Remember when AT&T employees were allowed to wear t-shirts that read “Inmate #….” on the front while making house calls next door to a federal prison? Imagine the freight of people who opened their door thinking that an escaped convict was on their doorstep. Those t-shirts were protected activity because the workers who wore them were acting concertedly in response to the employer’s bargaining positions.
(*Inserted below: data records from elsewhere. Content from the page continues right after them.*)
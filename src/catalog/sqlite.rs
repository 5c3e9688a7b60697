// src/catalog/sqlite.rs

//! SQLite-backed catalog

use super::{Catalog, FileRecord, PackageRecord};
use crate::db::{
    self,
    models::{FileEntry, Package, ScriptEntry},
};
use crate::error::{Error, Result};
use crate::filesystem::ExtractedEntry;
use crate::scriptlet::ScriptTable;
use rusqlite::{Connection, Transaction};
use std::path::Path;
use tracing::{debug, info};

/// Catalog stored in a SQLite database
pub struct SqliteCatalog {
    conn: Connection,
}

impl SqliteCatalog {
    /// Open the catalog at `db_path`, creating it if needed
    pub fn open(db_path: &Path) -> Result<Self> {
        db::init(db_path)?;
        Ok(Self {
            conn: db::open(db_path)?,
        })
    }

    /// A fresh catalog that lives only as long as this value
    pub fn in_memory() -> Result<Self> {
        Ok(Self {
            conn: db::open_in_memory()?,
        })
    }

    /// Wrap a connection whose schema is already current
    pub fn from_connection(conn: Connection) -> Self {
        Self { conn }
    }

    pub fn connection(&self) -> &Connection {
        &self.conn
    }
}

fn insert_scripts(tx: &Transaction, name: &str, scripts: &ScriptTable) -> Result<()> {
    for (phase, body) in scripts.iter() {
        ScriptEntry::new(name.to_string(), phase.to_string(), body.to_string()).insert(tx)?;
    }
    Ok(())
}

impl Catalog for SqliteCatalog {
    fn find_package(&self, name: &str) -> Result<Option<PackageRecord>> {
        Ok(Package::find_by_name(&self.conn, name)?.map(|p| PackageRecord {
            name: p.name,
            version: p.version,
        }))
    }

    fn find_scripts(&self, name: &str) -> Result<Option<ScriptTable>> {
        if Package::find_by_name(&self.conn, name)?.is_none() {
            return Ok(None);
        }
        let rows = ScriptEntry::find_by_package(&self.conn, name)?;
        Ok(Some(ScriptTable::from_raw(
            rows.into_iter().map(|row| (row.phase, row.body)),
        )))
    }

    fn add_package(&mut self, name: &str, version: &str, scripts: &ScriptTable) -> Result<()> {
        db::transaction(&mut self.conn, |tx| {
            Package::new(name.to_string(), version.to_string()).insert(tx)?;
            insert_scripts(tx, name, scripts)
        })?;
        info!("Registered {}-{}", name, version);
        Ok(())
    }

    fn update_package(
        &mut self,
        name: &str,
        from: &str,
        to: &str,
        scripts: &ScriptTable,
    ) -> Result<()> {
        db::transaction(&mut self.conn, |tx| {
            if Package::update_version(tx, name, from, to)? == 0 {
                return Err(Error::Catalog(format!(
                    "{} is not installed at version {}",
                    name, from
                )));
            }
            ScriptEntry::delete_by_package(tx, name)?;
            insert_scripts(tx, name, scripts)
        })?;
        info!("Updated {} from {} to {}", name, from, to);
        Ok(())
    }

    fn remove_package(&mut self, name: &str) -> Result<()> {
        Package::delete(&self.conn, name)
    }

    fn remove_package_files(&mut self, name: &str) -> Result<()> {
        let removed = FileEntry::delete_files_by_package(&self.conn, name)?;
        debug!("Removed {} file records of {}", removed, name);
        Ok(())
    }

    fn remove_package_directories(&mut self, name: &str) -> Result<()> {
        let removed = FileEntry::delete_directories_by_package(&self.conn, name)?;
        debug!("Removed {} directory records of {}", removed, name);
        Ok(())
    }

    fn remove_package_scripts(&mut self, name: &str) -> Result<()> {
        ScriptEntry::delete_by_package(&self.conn, name)?;
        Ok(())
    }

    fn remove_file_entry(&mut self, path: &str) -> Result<()> {
        FileEntry::delete(&self.conn, path)?;
        Ok(())
    }

    fn add_files_bulk(&mut self, package: &str, entries: &[ExtractedEntry]) -> Result<()> {
        db::transaction(&mut self.conn, |tx| {
            for entry in entries {
                let record = FileRecord::from_extracted(package, entry);
                FileEntry {
                    path: record.path,
                    package: record.package,
                    kind: record.kind,
                    checksum: record.checksum,
                    uid: record.uid,
                    gid: record.gid,
                    flags: record.flags,
                    mode: record.mode,
                }
                .upsert(tx)?;
            }
            Ok(())
        })?;
        debug!("Registered {} entries for {}", entries.len(), package);
        Ok(())
    }

    fn list_packages(&self) -> Result<Vec<PackageRecord>> {
        Ok(Package::list_all(&self.conn)?
            .into_iter()
            .map(|p| PackageRecord {
                name: p.name,
                version: p.version,
            })
            .collect())
    }

    fn package_files(&self, name: &str) -> Result<Vec<FileRecord>> {
        Ok(FileEntry::find_by_package(&self.conn, name)?
            .into_iter()
            .map(|f| FileRecord {
                path: f.path,
                package: f.package,
                kind: f.kind,
                checksum: f.checksum,
                uid: f.uid,
                gid: f.gid,
                flags: f.flags,
                mode: f.mode,
            })
            .collect())
    }
}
It should come as no surprise that employees are also allowed to wear t-shirts that say “Slave” on the front with a picture of a ball and chain on the back despite a company’s prohibition of racially discriminatory messages. According to the judge, “the fact that the rule prohibits racially and sexually discriminatory messages in no way changes the fact that it also prohibits derogatory messages about the company regardless of whether they are racially or sexually discriminatory.” So, I guess employees are allowed to make racially and sexually discriminatory comments so long as they are bad mouthing the company (or supervisors) when making those comments? Surely the judge did not just give a blanket OK for employees to violate discrimination policies, or did he?
As for baseball hats, a rule that employees can only wear baseball caps with the company’s logo violated the National Labor Relations Act. While some industries like healthcare and retail can prohibit union-related insignia on clothing, commercial printers – the company here – cannot exclude pro-union messages on clothing without special circumstances.
The company laughably tried in vain to create special circumstances. Hey, I’ve been in this position before – keeping a straight face when arguing on behalf of clients who clearly ran afoul of the law. It’s not fun, but it’s a part of the job.
First, the employer argued that the policy was for safety – to prevent hair from becoming entangled in machinery. But, there was no evidence that hats with union logos did a better job of preventing hair from being caught in machinery than hats with the company’s logo on them. Nor did the judge buy the argument that the policy was to prevent gang activity, since no gang activity ever existed. The judge also dismissed the argument that the logo ban was for employee-customer interaction purposes because employees did not interact with customers.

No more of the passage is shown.